EXERCISE PROMPT
Scan the listing below and copy each line holding the word "self".

################

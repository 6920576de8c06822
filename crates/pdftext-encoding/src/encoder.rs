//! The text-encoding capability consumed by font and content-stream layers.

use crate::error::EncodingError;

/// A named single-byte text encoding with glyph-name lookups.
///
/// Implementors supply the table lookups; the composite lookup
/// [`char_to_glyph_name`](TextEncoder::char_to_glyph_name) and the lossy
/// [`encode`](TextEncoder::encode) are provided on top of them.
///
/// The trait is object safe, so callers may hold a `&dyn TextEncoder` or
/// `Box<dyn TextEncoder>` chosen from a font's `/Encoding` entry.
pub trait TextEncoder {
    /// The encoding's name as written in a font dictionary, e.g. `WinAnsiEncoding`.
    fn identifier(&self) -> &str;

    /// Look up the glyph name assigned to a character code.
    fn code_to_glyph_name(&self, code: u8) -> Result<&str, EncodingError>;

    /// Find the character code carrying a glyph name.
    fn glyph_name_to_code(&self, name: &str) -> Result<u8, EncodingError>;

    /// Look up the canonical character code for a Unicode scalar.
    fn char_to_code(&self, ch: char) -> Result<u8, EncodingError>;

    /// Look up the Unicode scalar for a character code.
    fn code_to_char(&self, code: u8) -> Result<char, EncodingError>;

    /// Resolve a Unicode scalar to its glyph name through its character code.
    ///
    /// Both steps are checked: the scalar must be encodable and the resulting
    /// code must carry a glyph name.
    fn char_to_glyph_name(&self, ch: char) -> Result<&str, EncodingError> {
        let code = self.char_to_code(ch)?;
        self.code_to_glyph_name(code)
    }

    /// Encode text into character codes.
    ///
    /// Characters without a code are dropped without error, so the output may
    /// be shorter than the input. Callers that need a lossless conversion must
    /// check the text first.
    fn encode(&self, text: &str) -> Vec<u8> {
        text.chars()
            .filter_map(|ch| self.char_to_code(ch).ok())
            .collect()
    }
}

################

SOLUTION FOR THIS TASK
    fn identifier(&self) -> &str;
    fn code_to_glyph_name(&self, code: u8) -> Result<&str, EncodingError>;
    fn glyph_name_to_code(&self, name: &str) -> Result<u8, EncodingError>;
    fn char_to_code(&self, ch: char) -> Result<u8, EncodingError>;
    fn code_to_char(&self, code: u8) -> Result<char, EncodingError>;
    fn char_to_glyph_name(&self, ch: char) -> Result<&str, EncodingError> {
        let code = self.char_to_code(ch)?;
        self.code_to_glyph_name(code)
    fn encode(&self, text: &str) -> Vec<u8> {
            .filter_map(|ch| self.char_to_code(ch).ok())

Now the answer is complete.